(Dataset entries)

- - - -

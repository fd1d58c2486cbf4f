//! Introspect command implementation.
//!
//! Shows which functions a Python file exports and their parameters,
//! exactly as the transform would see them.

use super::common::{load_options, read_source};
use crate::formatters::print_output;
use anyhow::Result;
use pyloader_core::cli::{ExitCode, OutputFormat};
use pyloader_introspector::{ParsedModule, PythonParser, SubprocessParser};
use std::path::Path;
use tracing::info;

/// Runs the introspect command.
///
/// # Errors
///
/// Returns an error if the file cannot be read, no interpreter is found, or
/// the parser rejects the source.
pub fn run(
    file: &Path,
    python: Option<&Path>,
    config: Option<&Path>,
    output_format: OutputFormat,
) -> Result<ExitCode> {
    let options = load_options(config)?;
    let parser = SubprocessParser::from_override(python.or(options.python.as_deref()))?;

    let module = introspect(&parser, file)?;
    info!(
        "{} exports {} function(s)",
        file.display(),
        module.functions.len()
    );

    print_output(&module, output_format)?;
    Ok(ExitCode::SUCCESS)
}

/// Reads `file` and parses it with `parser`.
///
/// # Errors
///
/// Returns an error if the file cannot be read or the parser rejects it.
pub fn introspect(parser: &dyn PythonParser, file: &Path) -> Result<ParsedModule> {
    let source = read_source(file)?;
    Ok(parser.parse(&source)?.into_result()?)
}

#[cfg(test)]
mod tests {
    use super::*;
    use pyloader_introspector::FunctionSignature;
    use std::fs;
    use tempfile::TempDir;

    struct Fixed;

    impl PythonParser for Fixed {
        fn parse(&self, source: &str) -> pyloader_core::Result<ParsedModule> {
            if source.contains("def (") {
                return Ok(ParsedModule {
                    functions: vec![],
                    error: Some("invalid syntax".to_string()),
                });
            }
            Ok(ParsedModule::new(vec![FunctionSignature::new("add", ["a", "b"])]))
        }
    }

    #[test]
    fn test_introspect_reads_file() {
        let dir = TempDir::new().unwrap();
        let file = dir.path().join("math.py");
        fs::write(&file, "def add(a, b):\n    return a + b\n").unwrap();

        let module = introspect(&Fixed, &file).unwrap();
        assert_eq!(module.function_names().collect::<Vec<_>>(), ["add"]);
    }

    #[test]
    fn test_introspect_error_document() {
        let dir = TempDir::new().unwrap();
        let file = dir.path().join("broken.py");
        fs::write(&file, "def (").unwrap();

        let err = introspect(&Fixed, &file).unwrap_err();
        assert_eq!(err.to_string(), "Import error: invalid syntax");
    }

    #[test]
    fn test_introspect_missing_file() {
        let dir = TempDir::new().unwrap();
        assert!(introspect(&Fixed, &dir.path().join("missing.py")).is_err());
    }
}
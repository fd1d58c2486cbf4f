//! Request and response bodies of the session API.

use serde::{Deserialize, Serialize};
use serde_json::Value;

/// Status envelope returned by every session endpoint.
#[derive(Debug, Clone, PartialEq, Default, Serialize, Deserialize)]
#[serde(default)]
pub struct Status {
    /// Status code reported by the server (`0` on success)
    pub code: i64,
    /// Human-readable status message
    pub message: String,
    /// Additional status details, passed through unchanged
    pub details: Vec<Value>,
}

/// Response to a `registermodule` request.
///
/// # Examples
///
/// ```
/// use pyloader_client::RegisterResponse;
///
/// let response: RegisterResponse = serde_json::from_str(
///     r#"{"status": {"code": 0, "message": "OK", "details": []}}"#,
/// ).unwrap();
///
/// assert_eq!(response.status.message, "OK");
/// ```
#[derive(Debug, Clone, PartialEq, Default, Serialize, Deserialize)]
pub struct RegisterResponse {
    /// Registration status
    pub status: Status,
}

/// Response to an `execute` request.
///
/// `return_value` is the server's textual rendering of the result; it is
/// not decoded further.
#[derive(Debug, Clone, PartialEq, Default, Serialize, Deserialize)]
#[serde(rename_all = "camelCase")]
pub struct ExecuteResponse {
    /// Execution status
    pub status: Status,
    /// Designer log output captured during execution
    #[serde(default)]
    pub d3_log: String,
    /// Python stdout/stderr captured during execution
    #[serde(default)]
    pub python_log: String,
    /// Value returned by the script
    #[serde(default)]
    pub return_value: String,
}

/// Body of an `execute` request.
#[derive(Debug, Serialize)]
#[serde(rename_all = "camelCase")]
pub(crate) struct ExecuteRequest<'a> {
    pub module_name: &'a str,
    pub script: &'a str,
}
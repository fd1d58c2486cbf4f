//! pyloader CLI library.
//!
//! Command implementations and output formatters, exposed so they can be
//! tested without spawning the binary.

#![allow(clippy::format_push_string)]
#![allow(clippy::missing_errors_doc)]

pub mod commands;
pub mod formatters;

- - - -

(Work required): Among the records, find every line holding the word "details" and copy it.

(Output below):
    /// Additional status details, passed through unchanged
    pub details: Vec<Value>,
///     r#"{"status": {"code": 0, "message": "OK", "details": []}}"#,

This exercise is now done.